**Required work:**
Transcribe the entries, keeping every character the same.
** Supplied entries follows **
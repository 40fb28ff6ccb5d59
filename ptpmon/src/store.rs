//! Node state store
//!
//! Keeps the last known facts about every node seen in the log, keyed by
//! port id. The first identity record for a port is authoritative; the
//! event facets only ever refresh their own slot.

use crate::record::{NodeIdentity, RxEvent, SlaveStatus, TxEvent};
use std::collections::BTreeMap;
use std::fmt::{self, Display};

/// Which kind of update referenced the node.
#[derive(Debug, Clone, Copy, PartialEq, Eq)]
pub enum Facet {
    RxComputed,
    RxTimestamped,
    Tx,
    SlaveStatus,
}

impl Display for Facet {
    fn fmt(&self, f: &mut fmt::Formatter<'_>) -> fmt::Result {
        f.write_str(match self {
            Facet::RxComputed => "rx-event (computed)",
            Facet::RxTimestamped => "rx-event (timestamped)",
            Facet::Tx => "tx-event",
            Facet::SlaveStatus => "slave-status",
        })
    }
}

/// Data integrity problems found while applying an update. These are
/// warnings: the update is skipped and processing continues.
#[derive(Debug, Clone, PartialEq, Eq)]
pub enum StoreError {
    /// The update refers to a port for which no identity record was seen.
    UnknownNode { port_id: String, facet: Facet },
}

impl Display for StoreError {
    fn fmt(&self, f: &mut fmt::Formatter<'_>) -> fmt::Result {
        match self {
            StoreError::UnknownNode { port_id, facet } => {
                write!(f, "{} for unknown node {}", facet, port_id)
            }
        }
    }
}

impl std::error::Error for StoreError {}

#[derive(Debug, Clone, PartialEq)]
pub struct NodeRecord {
    pub identity: NodeIdentity,
    pub last_rx_timestamped: Option<RxEvent>,
    pub last_rx_computed: Option<RxEvent>,
    pub last_tx: Option<TxEvent>,
    pub last_slave_status: Option<SlaveStatus>,
}

impl NodeRecord {
    fn new(identity: NodeIdentity) -> Self {
        NodeRecord {
            identity,
            last_rx_timestamped: None,
            last_rx_computed: None,
            last_tx: None,
            last_slave_status: None,
        }
    }

    pub fn port_id(&self) -> &str {
        &self.identity.port_id
    }

    /// Whether the latest slave status reports any alarm.
    pub fn is_alarmed(&self) -> bool {
        self.last_slave_status
            .as_ref()
            .map(SlaveStatus::is_alarmed)
            .unwrap_or(false)
    }
}

#[derive(Debug, Default)]
pub struct NodeStore {
    nodes: BTreeMap<String, NodeRecord>,
}

impl NodeStore {
    pub fn new() -> Self {
        Self::default()
    }

    /// Inserts the node if its port is not yet known. Returns whether it was inserted.
    pub fn upsert_identity(&mut self, identity: NodeIdentity) -> bool {
        if self.nodes.contains_key(&identity.port_id) {
            return false;
        }
        self.nodes
            .insert(identity.port_id.clone(), NodeRecord::new(identity));
        true
    }

    fn lookup(&mut self, port_id: &str, facet: Facet) -> Result<&mut NodeRecord, StoreError> {
        self.nodes
            .get_mut(port_id)
            .ok_or_else(|| StoreError::UnknownNode {
                port_id: port_id.to_string(),
                facet,
            })
    }

    pub fn update_rx_computed(&mut self, event: RxEvent) -> Result<(), StoreError> {
        let node = self.lookup(&event.node, Facet::RxComputed)?;
        node.last_rx_computed = Some(event);
        Ok(())
    }

    pub fn update_rx_timestamped(&mut self, event: RxEvent) -> Result<(), StoreError> {
        let node = self.lookup(&event.node, Facet::RxTimestamped)?;
        node.last_rx_timestamped = Some(event);
        Ok(())
    }

    pub fn update_tx(&mut self, event: TxEvent) -> Result<(), StoreError> {
        let node = self.lookup(&event.node, Facet::Tx)?;
        node.last_tx = Some(event);
        Ok(())
    }

    /// Stores `status` as the node's current slave status and returns the one
    /// it replaced. `None` means this is the baseline report for the node.
    pub fn update_slave_status(
        &mut self,
        status: SlaveStatus,
    ) -> Result<Option<SlaveStatus>, StoreError> {
        let node = self.lookup(&status.node, Facet::SlaveStatus)?;
        Ok(node.last_slave_status.replace(status))
    }

    pub fn get(&self, port_id: &str) -> Option<&NodeRecord> {
        self.nodes.get(port_id)
    }

    /// Nodes in ascending port id order.
    pub fn iter(&self) -> impl Iterator<Item = &NodeRecord> {
        self.nodes.values()
    }

    pub fn len(&self) -> usize {
        self.nodes.len()
    }

    pub fn is_empty(&self) -> bool {
        self.nodes.is_empty()
    }
}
** End of Supplied entries **
**Expected answer:**
repository 40fb28ff6ccb5d59
filename ptpmon/src/store.rs
//! Node state store
//!
//! Keeps the last known facts about every node seen in the log, keyed by
//! port id. The first identity record for a port is authoritative; the
//! event facets only ever refresh their own slot.

use crate::record::{NodeIdentity, RxEvent, SlaveStatus, TxEvent};
use std::collections::BTreeMap;
use std::fmt::{self, Display};

/// Which kind of update referenced the node.
#[derive(Debug, Clone, Copy, PartialEq, Eq)]
pub enum Facet {
    RxComputed,
    RxTimestamped,
    Tx,
    SlaveStatus,
}

impl Display for Facet {
    fn fmt(&self, f: &mut fmt::Formatter<'_>) -> fmt::Result {
        f.write_str(match self {
            Facet::RxComputed => "rx-event (computed)",
            Facet::RxTimestamped => "rx-event (timestamped)",
            Facet::Tx => "tx-event",
            Facet::SlaveStatus => "slave-status",
        })
    }
}

/// Data integrity problems found while applying an update. These are
/// warnings: the update is skipped and processing continues.
#[derive(Debug, Clone, PartialEq, Eq)]
pub enum StoreError {
    /// The update refers to a port for which no identity record was seen.
    UnknownNode { port_id: String, facet: Facet },
}

impl Display for StoreError {
    fn fmt(&self, f: &mut fmt::Formatter<'_>) -> fmt::Result {
        match self {
            StoreError::UnknownNode { port_id, facet } => {
                write!(f, "{} for unknown node {}", facet, port_id)
            }
        }
    }
}

impl std::error::Error for StoreError {}

#[derive(Debug, Clone, PartialEq)]
pub struct NodeRecord {
    pub identity: NodeIdentity,
    pub last_rx_timestamped: Option<RxEvent>,
    pub last_rx_computed: Option<RxEvent>,
    pub last_tx: Option<TxEvent>,
    pub last_slave_status: Option<SlaveStatus>,
}

impl NodeRecord {
    fn new(identity: NodeIdentity) -> Self {
        NodeRecord {
            identity,
            last_rx_timestamped: None,
            last_rx_computed: None,
            last_tx: None,
            last_slave_status: None,
        }
    }

    pub fn port_id(&self) -> &str {
        &self.identity.port_id
    }

    /// Whether the latest slave status reports any alarm.
    pub fn is_alarmed(&self) -> bool {
        self.last_slave_status
            .as_ref()
            .map(SlaveStatus::is_alarmed)
            .unwrap_or(false)
    }
}

#[derive(Debug, Default)]
pub struct NodeStore {
    nodes: BTreeMap<String, NodeRecord>,
}

impl NodeStore {
    pub fn new() -> Self {
        Self::default()
    }

    /// Inserts the node if its port is not yet known. Returns whether it was inserted.
    pub fn upsert_identity(&mut self, identity: NodeIdentity) -> bool {
        if self.nodes.contains_key(&identity.port_id) {
            return false;
        }
        self.nodes
            .insert(identity.port_id.clone(), NodeRecord::new(identity));
        true
    }

    fn lookup(&mut self, port_id: &str, facet: Facet) -> Result<&mut NodeRecord, StoreError> {
        self.nodes
            .get_mut(port_id)
            .ok_or_else(|| StoreError::UnknownNode {
                port_id: port_id.to_string(),
                facet,
            })
    }

    pub fn update_rx_computed(&mut self, event: RxEvent) -> Result<(), StoreError> {
        let node = self.lookup(&event.node, Facet::RxComputed)?;
        node.last_rx_computed = Some(event);
        Ok(())
    }

    pub fn update_rx_timestamped(&mut self, event: RxEvent) -> Result<(), StoreError> {
        let node = self.lookup(&event.node, Facet::RxTimestamped)?;
        node.last_rx_timestamped = Some(event);
        Ok(())
    }

    pub fn update_tx(&mut self, event: TxEvent) -> Result<(), StoreError> {
        let node = self.lookup(&event.node, Facet::Tx)?;
        node.last_tx = Some(event);
        Ok(())
    }

    /// Stores `status` as the node's current slave status and returns the one
    /// it replaced. `None` means this is the baseline report for the node.
    pub fn update_slave_status(
        &mut self,
        status: SlaveStatus,
    ) -> Result<Option<SlaveStatus>, StoreError> {
        let node = self.lookup(&status.node, Facet::SlaveStatus)?;
        Ok(node.last_slave_status.replace(status))
    }

    pub fn get(&self, port_id: &str) -> Option<&NodeRecord> {
        self.nodes.get(port_id)
    }

    /// Nodes in ascending port id order.
    pub fn iter(&self) -> impl Iterator<Item = &NodeRecord> {
        self.nodes.values()
    }

    pub fn len(&self) -> usize {
        self.nodes.len()
    }

    pub fn is_empty(&self) -> bool {
        self.nodes.is_empty()
    }
}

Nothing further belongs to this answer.